** INPUT RECORDS follows **

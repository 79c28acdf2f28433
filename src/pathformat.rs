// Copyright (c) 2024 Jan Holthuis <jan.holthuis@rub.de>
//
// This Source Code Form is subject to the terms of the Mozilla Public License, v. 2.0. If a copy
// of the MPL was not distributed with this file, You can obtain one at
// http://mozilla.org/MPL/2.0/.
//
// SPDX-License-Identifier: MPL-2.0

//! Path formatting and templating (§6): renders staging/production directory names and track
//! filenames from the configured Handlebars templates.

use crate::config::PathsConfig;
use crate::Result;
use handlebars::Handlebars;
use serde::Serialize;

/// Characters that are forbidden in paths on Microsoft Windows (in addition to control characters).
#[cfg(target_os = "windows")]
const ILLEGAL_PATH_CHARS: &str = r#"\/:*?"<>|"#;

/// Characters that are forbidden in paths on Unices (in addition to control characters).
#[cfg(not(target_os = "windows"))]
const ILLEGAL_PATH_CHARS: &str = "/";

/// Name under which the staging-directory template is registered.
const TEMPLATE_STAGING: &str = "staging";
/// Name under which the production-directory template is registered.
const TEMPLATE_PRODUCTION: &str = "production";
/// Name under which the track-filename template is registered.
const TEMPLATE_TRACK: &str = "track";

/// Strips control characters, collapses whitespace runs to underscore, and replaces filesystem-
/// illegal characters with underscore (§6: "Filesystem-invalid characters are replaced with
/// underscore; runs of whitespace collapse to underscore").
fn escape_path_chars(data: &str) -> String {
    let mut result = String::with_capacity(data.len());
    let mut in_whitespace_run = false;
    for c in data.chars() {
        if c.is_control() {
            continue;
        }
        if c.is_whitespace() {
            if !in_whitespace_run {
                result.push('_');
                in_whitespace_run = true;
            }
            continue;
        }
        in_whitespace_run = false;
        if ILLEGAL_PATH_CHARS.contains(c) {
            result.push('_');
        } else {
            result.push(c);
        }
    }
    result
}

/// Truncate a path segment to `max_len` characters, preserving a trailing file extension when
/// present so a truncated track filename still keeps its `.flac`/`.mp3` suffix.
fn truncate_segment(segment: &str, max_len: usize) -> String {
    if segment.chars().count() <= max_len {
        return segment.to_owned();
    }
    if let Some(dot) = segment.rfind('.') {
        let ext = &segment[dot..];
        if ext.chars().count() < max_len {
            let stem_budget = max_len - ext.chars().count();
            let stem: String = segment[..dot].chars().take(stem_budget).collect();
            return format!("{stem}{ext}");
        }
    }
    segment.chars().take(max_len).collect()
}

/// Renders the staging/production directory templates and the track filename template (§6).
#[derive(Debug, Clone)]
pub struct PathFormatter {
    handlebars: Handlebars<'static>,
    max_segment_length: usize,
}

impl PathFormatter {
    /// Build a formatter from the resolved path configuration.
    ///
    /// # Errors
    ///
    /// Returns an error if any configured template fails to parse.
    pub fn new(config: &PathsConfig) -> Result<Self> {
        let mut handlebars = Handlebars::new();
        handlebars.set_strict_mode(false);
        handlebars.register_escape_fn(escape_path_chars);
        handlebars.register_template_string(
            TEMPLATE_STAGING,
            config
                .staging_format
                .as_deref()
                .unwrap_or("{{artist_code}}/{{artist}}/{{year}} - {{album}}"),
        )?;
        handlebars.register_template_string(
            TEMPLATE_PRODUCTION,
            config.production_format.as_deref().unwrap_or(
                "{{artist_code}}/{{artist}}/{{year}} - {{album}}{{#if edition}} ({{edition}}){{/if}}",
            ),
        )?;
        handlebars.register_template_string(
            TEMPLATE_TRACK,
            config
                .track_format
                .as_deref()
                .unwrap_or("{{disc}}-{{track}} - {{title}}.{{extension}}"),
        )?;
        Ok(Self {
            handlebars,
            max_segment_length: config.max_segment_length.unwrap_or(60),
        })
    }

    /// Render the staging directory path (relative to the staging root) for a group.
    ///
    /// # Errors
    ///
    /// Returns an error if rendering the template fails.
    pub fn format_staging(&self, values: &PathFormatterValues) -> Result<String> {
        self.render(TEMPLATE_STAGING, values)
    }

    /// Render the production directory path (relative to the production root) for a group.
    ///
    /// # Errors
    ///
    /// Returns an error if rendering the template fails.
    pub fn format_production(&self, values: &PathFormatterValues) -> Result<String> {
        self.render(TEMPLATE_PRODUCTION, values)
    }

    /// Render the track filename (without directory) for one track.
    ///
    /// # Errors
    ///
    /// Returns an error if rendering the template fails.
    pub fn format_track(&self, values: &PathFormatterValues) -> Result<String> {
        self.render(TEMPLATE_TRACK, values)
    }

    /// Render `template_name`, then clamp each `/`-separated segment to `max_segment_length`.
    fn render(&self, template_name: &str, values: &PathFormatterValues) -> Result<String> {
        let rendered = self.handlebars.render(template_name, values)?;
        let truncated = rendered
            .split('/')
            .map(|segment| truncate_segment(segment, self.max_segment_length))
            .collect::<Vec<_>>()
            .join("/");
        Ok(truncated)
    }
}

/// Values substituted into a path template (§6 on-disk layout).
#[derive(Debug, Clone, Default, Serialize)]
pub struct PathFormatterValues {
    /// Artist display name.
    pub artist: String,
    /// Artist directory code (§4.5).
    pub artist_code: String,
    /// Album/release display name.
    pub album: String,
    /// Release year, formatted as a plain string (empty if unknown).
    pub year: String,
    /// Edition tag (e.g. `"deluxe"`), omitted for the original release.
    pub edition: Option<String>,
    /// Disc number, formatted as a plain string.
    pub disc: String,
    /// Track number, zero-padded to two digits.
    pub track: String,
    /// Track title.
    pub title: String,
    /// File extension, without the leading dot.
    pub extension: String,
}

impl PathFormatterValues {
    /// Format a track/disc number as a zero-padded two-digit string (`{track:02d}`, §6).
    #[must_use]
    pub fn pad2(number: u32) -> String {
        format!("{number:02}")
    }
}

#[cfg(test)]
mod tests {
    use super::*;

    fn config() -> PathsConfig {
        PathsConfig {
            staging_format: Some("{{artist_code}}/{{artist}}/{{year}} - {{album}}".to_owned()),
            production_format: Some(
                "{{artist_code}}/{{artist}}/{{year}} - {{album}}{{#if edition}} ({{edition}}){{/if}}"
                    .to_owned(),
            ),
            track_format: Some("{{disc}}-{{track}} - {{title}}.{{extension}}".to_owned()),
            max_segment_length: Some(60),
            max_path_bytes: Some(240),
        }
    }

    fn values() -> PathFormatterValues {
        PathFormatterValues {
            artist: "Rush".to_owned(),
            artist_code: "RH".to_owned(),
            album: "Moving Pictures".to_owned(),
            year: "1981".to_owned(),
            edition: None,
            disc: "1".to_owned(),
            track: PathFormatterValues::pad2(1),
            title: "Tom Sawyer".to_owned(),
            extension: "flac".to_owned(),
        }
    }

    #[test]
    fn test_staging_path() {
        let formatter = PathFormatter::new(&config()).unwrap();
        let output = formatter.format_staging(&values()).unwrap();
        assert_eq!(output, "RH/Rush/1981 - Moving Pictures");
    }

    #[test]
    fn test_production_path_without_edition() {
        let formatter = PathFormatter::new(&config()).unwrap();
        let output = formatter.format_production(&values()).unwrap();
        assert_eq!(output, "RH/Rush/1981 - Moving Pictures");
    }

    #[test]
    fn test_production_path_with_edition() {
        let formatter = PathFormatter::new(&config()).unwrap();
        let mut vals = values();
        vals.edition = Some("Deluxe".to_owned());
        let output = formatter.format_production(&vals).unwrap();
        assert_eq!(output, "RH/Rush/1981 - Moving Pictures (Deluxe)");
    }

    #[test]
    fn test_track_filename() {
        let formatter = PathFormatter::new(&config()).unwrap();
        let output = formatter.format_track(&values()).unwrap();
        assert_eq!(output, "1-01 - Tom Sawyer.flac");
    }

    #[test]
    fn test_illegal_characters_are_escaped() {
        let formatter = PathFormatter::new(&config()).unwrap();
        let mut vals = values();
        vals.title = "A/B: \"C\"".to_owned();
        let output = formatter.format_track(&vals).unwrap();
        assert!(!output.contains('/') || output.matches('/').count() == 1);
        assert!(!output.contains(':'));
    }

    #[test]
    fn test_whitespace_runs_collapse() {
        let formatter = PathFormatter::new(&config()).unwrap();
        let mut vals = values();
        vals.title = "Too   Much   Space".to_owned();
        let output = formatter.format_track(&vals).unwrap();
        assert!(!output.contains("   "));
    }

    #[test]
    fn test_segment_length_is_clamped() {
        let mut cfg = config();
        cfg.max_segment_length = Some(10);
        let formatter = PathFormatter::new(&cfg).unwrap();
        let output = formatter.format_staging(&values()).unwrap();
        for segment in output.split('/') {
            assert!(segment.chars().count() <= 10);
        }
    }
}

** End of INPUT RECORDS **

(AIM OF THE EXERCISE)
Give an exact copy of the lines from the one with "for segment in" through the end of the entries, both ends included.

(EXERCISE ANSWER)
        for segment in output.split('/') {
            assert!(segment.chars().count() <= 10);
        }
    }
}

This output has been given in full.